_What you should do_.
Work out how many lines in the data include the string "listener"; reply with that number alone.

[Data in this exercise Boundary: Start]

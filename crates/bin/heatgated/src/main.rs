//! # heatgated: heatgate daemon
//!
//! Composition root that wires all adapters together and starts the server.
//!
//! ## Responsibilities
//! - Parse configuration (env vars, config file)
//! - Initialize `tracing` diagnostics
//! - Construct the tado connector and the file activity log (adapters)
//! - Construct application services, injecting adapters via port traits
//! - Start the vendor activation in the background
//! - Build the axum router, bind to a TCP port and serve
//! - Handle Ctrl-C, including an interrupted activation
//!
//! ## Dependency rule
//! This is the **only** crate that depends on all other crates.
//! It is the wiring layer: no domain logic belongs here.

mod config;

use std::sync::Arc;

use anyhow::Context;
use tracing_subscriber::EnvFilter;

use heatgate_adapter_activity_log::FileActivityLog;
use heatgate_adapter_http_axum::auth::ApiKey;
use heatgate_adapter_http_axum::state::AppState;
use heatgate_adapter_tado::TadoConnector;
use heatgate_app::ports::{ActivityLog, Terminator};
use heatgate_app::services::activation_service::ActivationService;
use heatgate_app::services::zone_service::ZoneService;

use crate::config::Config;

type Activation = ActivationService<TadoConnector, Arc<FileActivityLog>, ProcessExit>;

/// Ends the process when activation hits an unrecoverable error.
struct ProcessExit;

impl Terminator for ProcessExit {
    fn terminate(&self, code: i32) {
        std::process::exit(code);
    }
}

#[tokio::main]
async fn main() -> anyhow::Result<()> {
    let config = Config::load().context("loading configuration")?;

    tracing_subscriber::fmt()
        .with_env_filter(EnvFilter::new(&config.logging.filter))
        .init();

    if config.uses_default_api_key() {
        tracing::warn!("API_KEY is not set, using the insecure default secret");
    }

    // Adapters
    let connector =
        TadoConnector::new(config.tado.clone()).context("building the tado HTTP client")?;
    tracing::info!(
        token_file = %connector.config().token_file.display(),
        api_url = %connector.config().api_url,
        "tado connector ready"
    );
    let log = Arc::new(FileActivityLog::new(&config.activity_log));

    // Services
    let activation = Arc::new(
        ActivationService::new(connector, Arc::clone(&log), ProcessExit)
            .with_retry_interval(config.retry_interval()),
    );
    let zones = Arc::new(ZoneService::new(Arc::clone(&log)));

    tokio::spawn(warm_up(Arc::clone(&activation)));

    // HTTP
    let state = AppState::from_arcs(
        Arc::clone(&activation),
        zones,
        ApiKey::new(config.auth.api_key.as_str()),
    );
    let app = heatgate_adapter_http_axum::router::build(state);

    let bind_addr = config.bind_addr();
    let listener = tokio::net::TcpListener::bind(&bind_addr)
        .await
        .with_context(|| format!("binding {bind_addr}"))?;
    tracing::info!(addr = %bind_addr, "heatgated listening");

    axum::serve(listener, app)
        .with_graceful_shutdown(shutdown_signal(activation, log))
        .await
        .context("serving HTTP")?;

    Ok(())
}

async fn warm_up(activation: Arc<Activation>) {
    if let Err(err) = activation.ensure_client().await {
        tracing::error!(error = %err.describe(), "activation aborted");
    }
}

async fn shutdown_signal(activation: Arc<Activation>, log: Arc<FileActivityLog>) {
    if let Err(err) = tokio::signal::ctrl_c().await {
        tracing::error!(error = %err, "unable to listen for Ctrl-C");
        std::future::pending::<()>().await;
    }
    if activation.is_activating() {
        log.record("Login interrupted by user.");
        std::process::exit(0);
    }
    tracing::info!("shutting down");
}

[Data in this exercise Boundary: End]

_Exercise response_.
2